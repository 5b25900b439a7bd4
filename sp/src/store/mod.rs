//! Plan state ownership
//!
//! [`PlanStore`] owns the canonical semesters collection and applies
//! mutations atomically; [`UndoLog`] keeps bounded pre-mutation snapshots.

mod plan_store;
mod undo;

pub use plan_store::PlanStore;
pub use undo::{UndoEntry, UndoLog, DEFAULT_UNDO_CAPACITY};
//! SemPlan - semester plan state and validation engine
//!
//! CLI entry point. Commands load the persisted plan, run mutations through
//! the session, and flush through the autosave pipeline before exiting.

use std::path::PathBuf;
use std::sync::Arc;

use clap::Parser;
use colored::*;
use eyre::{Context, Result};
use tracing::{debug, info};

use semplan::cli::{Cli, Command, OutputFormat};
use semplan::config::Config;
use semplan::persist::{load_plan, FilePendingStore, FilePlanSink};
use semplan::{catalog, export, AutosaveController, AutosaveStatus, OnboardingData, PlannerSession, Severity};

fn setup_logging(cli_log_level: Option<&str>) -> Result<()> {
    // Priority: CLI --log-level > RUST_LOG > default (WARN). Logs go to
    // stderr so command output stays pipeable.
    let level = match cli_log_level.map(|s| s.to_uppercase()) {
        Some(s) => match s.as_str() {
            "TRACE" => tracing::Level::TRACE,
            "DEBUG" => tracing::Level::DEBUG,
            "INFO" => tracing::Level::INFO,
            "WARN" | "WARNING" => tracing::Level::WARN,
            "ERROR" => tracing::Level::ERROR,
            _ => {
                eprintln!("Warning: Unknown log-level '{}', defaulting to WARN", s);
                tracing::Level::WARN
            }
        },
        None => tracing::Level::WARN,
    };

    tracing_subscriber::fmt()
        .with_writer(std::io::stderr)
        .with_env_filter(tracing_subscriber::EnvFilter::from_default_env().add_directive(level.into()))
        .init();

    Ok(())
}

fn data_dir(cli: &Cli, config: &Config) -> Result<PathBuf> {
    let dir = cli
        .data_dir
        .clone()
        .unwrap_or_else(|| config.storage.resolved_data_dir());
    std::fs::create_dir_all(&dir).context(format!("Failed to create data directory {}", dir.display()))?;
    Ok(dir)
}

/// Build a session from the persisted plan with the autosave pipeline wired
fn open_session(dir: &PathBuf, config: &Config) -> Result<PlannerSession> {
    let plan = load_plan(dir)?.ok_or_else(|| eyre::eyre!("No plan found. Run `sp init` first."))?;

    let sink = Arc::new(FilePlanSink::new(dir));
    let pending = Arc::new(FilePendingStore::open(dir)?);
    let handle = AutosaveController::spawn(config.autosave.clone(), sink, pending);

    Ok(PlannerSession::from_plan(plan, config.undo.capacity)
        .with_autosave(handle)
        .with_max_credits(config.planner.max_credits))
}

/// Flush pending autosave work and report a failed save as an error
async fn flush(session: &PlannerSession) -> Result<()> {
    match session.flush().await {
        Some(AutosaveStatus::Error) => Err(eyre::eyre!("Failed to save the plan")),
        _ => Ok(()),
    }
}

/// Resolve a course argument (id or code) against the catalog
fn resolve_course_id(key: &str) -> Result<String> {
    catalog::find_course(key)
        .map(|c| c.id)
        .ok_or_else(|| eyre::eyre!("Unknown course: {}", key))
}

fn print_violations(violations: &[semplan::ConstraintViolation]) {
    for v in violations {
        let tag = match v.severity {
            Severity::Error => "error".red().bold(),
            Severity::Warning => "warning".yellow().bold(),
        };
        println!("  {}: {}", tag, v.message);
        if let Some(suggestion) = &v.suggestion {
            println!("    {} {}", "hint:".dimmed(), suggestion);
        }
    }
}

fn print_status_text(session: &PlannerSession) {
    let store = session.store();
    let plan = session.plan();
    println!("{}", plan.name.bold());
    println!(
        "  {} courses, {} earned credits, GPA {:.2}",
        store.total_courses(),
        store.earned_credits(),
        store.gpa()
    );
    println!();
    for semester in store.semesters() {
        println!(
            "{} ({}/{} credits)",
            semester.label.cyan(),
            semester.planned_credits(),
            semester.max_credits
        );
        for course in &semester.courses {
            let grade = course.grade.as_deref().map(|g| format!(" [{}]", g)).unwrap_or_default();
            println!("  {} {} ({} cr){}", course.course.code.green(), course.course.title, course.course.credits, grade);
        }
    }
}

#[tokio::main]
async fn main() -> Result<()> {
    let cli = Cli::parse();
    setup_logging(cli.log_level.as_deref()).context("Failed to setup logging")?;

    let config = Config::load(cli.config.as_ref()).context("Failed to load configuration")?;
    let dir = data_dir(&cli, &config)?;
    debug!(data_dir = %dir.display(), "main: resolved data directory");

    match cli.command {
        Command::Init { year } => {
            let admitted_year = year.unwrap_or(config.planner.admitted_year);
            info!(admitted_year, "Initializing plan");

            let sink = Arc::new(FilePlanSink::new(&dir));
            let pending = Arc::new(FilePendingStore::open(&dir)?);
            let handle = AutosaveController::spawn(config.autosave.clone(), sink, pending);

            let mut session = PlannerSession::new(config.undo.capacity)
                .with_autosave(handle)
                .with_max_credits(config.planner.max_credits);
            session.complete_onboarding(OnboardingData {
                major_id: catalog::cs_major().id,
                catalog_year: catalog::cs_major().catalog_year,
                admitted_year,
                target_graduation: format!("Spring {}", admitted_year + 4),
                completed_courses: Vec::new(),
                existing_gpa: None,
            });
            flush(&session).await?;
            println!(
                "{} Created default plan starting Fall {} ({} semesters)",
                "✓".green(),
                admitted_year,
                session.plan().semesters.len()
            );
        }

        Command::Status { format } => {
            let session = open_session(&dir, &config)?;
            match format {
                OutputFormat::Text => print_status_text(&session),
                OutputFormat::Json => println!("{}", serde_json::to_string_pretty(session.plan())?),
            }
        }

        Command::Validate { course, semester } => {
            let session = open_session(&dir, &config)?;
            let catalog_course = catalog::find_course(&course).ok_or_else(|| eyre::eyre!("Unknown course: {}", course))?;
            let target = session
                .store()
                .semester(&semester)
                .ok_or_else(|| eyre::eyre!("Unknown semester: {}", semester))?;
            let placed = semplan::PlannedCourse::place(catalog_course, &semester);
            let result = semplan::validate(&placed, target, session.store().semesters());

            if result.violations.is_empty() {
                println!("{} {} fits in {}", "✓".green(), placed.course.code, semester);
            } else {
                print_violations(&result.violations);
            }
            if !result.permitted {
                std::process::exit(1);
            }
        }

        Command::Move { course, from, to, force } => {
            let mut session = open_session(&dir, &config)?;
            let course_id = resolve_course_id(&course)?;

            if !force {
                if let Some(check) = session.check_move(&course_id, &from, &to) {
                    if check.permitted && check.warnings().next().is_some() {
                        print_violations(&check.violations);
                        println!("{}", "Warnings reported. Re-run with --force to apply anyway.".yellow());
                        return Ok(());
                    }
                }
            }

            let outcome = session.propose_move(&course_id, &from, &to);
            print_violations(&outcome.validation.violations);
            if outcome.applied {
                flush(&session).await?;
                println!("{} Moved {} to {}", "✓".green(), course, to);
            } else {
                println!("{} Move rejected", "✗".red());
                std::process::exit(1);
            }
        }

        Command::Add { course, semester } => {
            let mut session = open_session(&dir, &config)?;
            let catalog_course = catalog::find_course(&course).ok_or_else(|| eyre::eyre!("Unknown course: {}", course))?;
            let code = catalog_course.code.clone();

            let outcome = session.propose_add(catalog_course, &semester);
            print_violations(&outcome.validation.violations);
            if outcome.applied {
                flush(&session).await?;
                println!("{} Added {} to {}", "✓".green(), code, semester);
            } else {
                println!("{} Add rejected", "✗".red());
                std::process::exit(1);
            }
        }

        Command::Remove { course, semester } => {
            let mut session = open_session(&dir, &config)?;
            let course_id = resolve_course_id(&course)?;

            if session.remove_course(&course_id, &semester) {
                flush(&session).await?;
                println!("{} Removed {} from {}", "✓".green(), course, semester);
            } else {
                println!("{} not found in {}", course, semester);
            }
        }

        Command::Complete { course, grade } => {
            let mut session = open_session(&dir, &config)?;
            let course_id = resolve_course_id(&course)?;

            if session.mark_completed(&course_id, &grade) {
                flush(&session).await?;
                println!(
                    "{} Completed {} with grade {} (GPA now {:.2})",
                    "✓".green(),
                    course,
                    grade,
                    session.store().gpa()
                );
            } else {
                return Err(eyre::eyre!("{} is not placed in the plan", course));
            }
        }

        Command::Undo => {
            let mut session = open_session(&dir, &config)?;
            match session.undo() {
                Some(description) => {
                    flush(&session).await?;
                    println!("{} Undid: {}", "✓".green(), description);
                }
                None => println!("Nothing to undo"),
            }
        }

        Command::Export { output, courses } => {
            let session = open_session(&dir, &config)?;
            let selected: Vec<String> = courses
                .iter()
                .map(|c| resolve_course_id(c))
                .collect::<Result<_>>()?;
            let sections = catalog::sample_sections();
            let ics = export::export_plan(session.store().semesters(), &sections, &selected);
            std::fs::write(&output, &ics).context(format!("Failed to write {}", output.display()))?;
            println!("{} Exported calendar to {}", "✓".green(), output.display());
        }

        Command::Catalog { format } => match format {
            OutputFormat::Text => {
                for course in catalog::course_catalog() {
                    let prereqs = if course.prerequisites.is_empty() {
                        String::new()
                    } else {
                        format!(" (requires {})", course.prerequisites.join(", "))
                    };
                    println!("{} {} - {} cr{}", course.code.green(), course.title, course.credits, prereqs);
                }
            }
            OutputFormat::Json => println!("{}", serde_json::to_string_pretty(&catalog::course_catalog())?),
        },
    }

    Ok(())
}
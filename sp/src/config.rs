//! Planner configuration types and loading

use eyre::{Context, Result};
use std::fs;
use std::path::{Path, PathBuf};

use serde::{Deserialize, Serialize};

use crate::autosave::AutosaveConfig;
use crate::store::DEFAULT_UNDO_CAPACITY;

/// Main planner configuration
#[derive(Debug, Clone, Default, Serialize, Deserialize)]
#[serde(default)]
pub struct Config {
    /// Autosave timing
    pub autosave: AutosaveConfig,

    /// Undo history limits
    pub undo: UndoConfig,

    /// Storage configuration
    pub storage: StorageConfig,

    /// Planner defaults
    pub planner: PlannerConfig,
}

impl Config {
    /// Load configuration with fallback chain
    pub fn load(config_path: Option<&PathBuf>) -> Result<Self> {
        // If explicit config path provided, try to load it
        if let Some(path) = config_path {
            return Self::load_from_file(path).context(format!("Failed to load config from {}", path.display()));
        }

        // Try project-local config: .semplan.yml
        let local_config = PathBuf::from(".semplan.yml");
        if local_config.exists() {
            match Self::load_from_file(&local_config) {
                Ok(config) => return Ok(config),
                Err(e) => {
                    tracing::warn!("Failed to load config from {}: {}", local_config.display(), e);
                }
            }
        }

        // Try user config: ~/.config/semplan/semplan.yml
        if let Some(config_dir) = dirs::config_dir() {
            let user_config = config_dir.join("semplan").join("semplan.yml");
            if user_config.exists() {
                match Self::load_from_file(&user_config) {
                    Ok(config) => return Ok(config),
                    Err(e) => {
                        tracing::warn!("Failed to load config from {}: {}", user_config.display(), e);
                    }
                }
            }
        }

        // No config file found, use defaults
        tracing::info!("No config file found, using defaults");
        Ok(Self::default())
    }

    fn load_from_file<P: AsRef<Path>>(path: P) -> Result<Self> {
        let content = fs::read_to_string(&path).context("Failed to read config file")?;

        let config: Self = serde_yaml::from_str(&content).context("Failed to parse config file")?;

        tracing::info!("Loaded config from: {}", path.as_ref().display());
        Ok(config)
    }
}

/// Undo history limits
#[derive(Debug, Clone, Serialize, Deserialize)]
#[serde(default)]
pub struct UndoConfig {
    /// Snapshots retained before the oldest is evicted
    pub capacity: usize,
}

impl Default for UndoConfig {
    fn default() -> Self {
        Self {
            capacity: DEFAULT_UNDO_CAPACITY,
        }
    }
}

/// Storage configuration
#[derive(Debug, Clone, Serialize, Deserialize)]
#[serde(default)]
pub struct StorageConfig {
    /// Directory holding the plan file and pending-change store
    #[serde(rename = "data-dir")]
    pub data_dir: PathBuf,
}

impl StorageConfig {
    /// Resolve the data directory, expanding a leading ~/
    pub fn resolved_data_dir(&self) -> PathBuf {
        let raw = self.data_dir.to_string_lossy();
        if let Some(rest) = raw.strip_prefix("~/") {
            if let Some(home) = dirs::home_dir() {
                return home.join(rest);
            }
        }
        self.data_dir.clone()
    }
}

impl Default for StorageConfig {
    fn default() -> Self {
        // Use XDG data directory (~/.local/share/semplan on Linux)
        let data_dir = dirs::data_dir()
            .map(|d| d.join("semplan"))
            .unwrap_or_else(|| PathBuf::from(".semplan"));

        Self { data_dir }
    }
}

/// Planner defaults
#[derive(Debug, Clone, Serialize, Deserialize)]
#[serde(default)]
pub struct PlannerConfig {
    /// Default per-semester credit cap for generated plans
    #[serde(rename = "max-credits")]
    pub max_credits: u32,

    /// Default admission year for onboarding when none is given
    #[serde(rename = "admitted-year")]
    pub admitted_year: i32,
}

impl Default for PlannerConfig {
    fn default() -> Self {
        Self {
            max_credits: 18,
            admitted_year: 2024,
        }
    }
}

#[cfg(test)]
mod tests {
    use super::*;

    #[test]
    fn test_default_config() {
        let config = Config::default();

        assert_eq!(config.autosave.debounce_ms, 2000);
        assert_eq!(config.undo.capacity, DEFAULT_UNDO_CAPACITY);
        assert_eq!(config.planner.max_credits, 18);
    }

    #[test]
    fn test_deserialize_config() {
        let yaml = r#"
autosave:
  debounce-ms: 500
  saved-display-ms: 1000

undo:
  capacity: 25

storage:
  data-dir: /tmp/semplan

planner:
  max-credits: 21
  admitted-year: 2025
"#;

        let config: Config = serde_yaml::from_str(yaml).unwrap();

        assert_eq!(config.autosave.debounce_ms, 500);
        assert_eq!(config.autosave.saved_display_ms, 1000);
        assert_eq!(config.undo.capacity, 25);
        assert_eq!(config.storage.data_dir, PathBuf::from("/tmp/semplan"));
        assert_eq!(config.planner.max_credits, 21);
        assert_eq!(config.planner.admitted_year, 2025);
    }

    #[test]
    fn test_partial_config_uses_defaults() {
        let yaml = r#"
undo:
  capacity: 3
"#;

        let config: Config = serde_yaml::from_str(yaml).unwrap();

        // Specified value
        assert_eq!(config.undo.capacity, 3);

        // Defaults for unspecified
        assert_eq!(config.autosave.debounce_ms, 2000);
        assert_eq!(config.planner.max_credits, 18);
    }

    #[test]
    fn test_tilde_expansion() {
        let storage = StorageConfig {
            data_dir: PathBuf::from("~/planner-data"),
        };
        let resolved = storage.resolved_data_dir();
        assert!(!resolved.to_string_lossy().starts_with("~/"));
        assert!(resolved.ends_with("planner-data"));
    }
}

-.-.-

[WHAT YOU HAVE TO DO]:
Search the data for "handle". Copy every line that has it.

[SOLUTION]:
    let handle = AutosaveController::spawn(config.autosave.clone(), sink, pending);
        .with_autosave(handle)
            let handle = AutosaveController::spawn(config.autosave.clone(), sink, pending);
                .with_autosave(handle)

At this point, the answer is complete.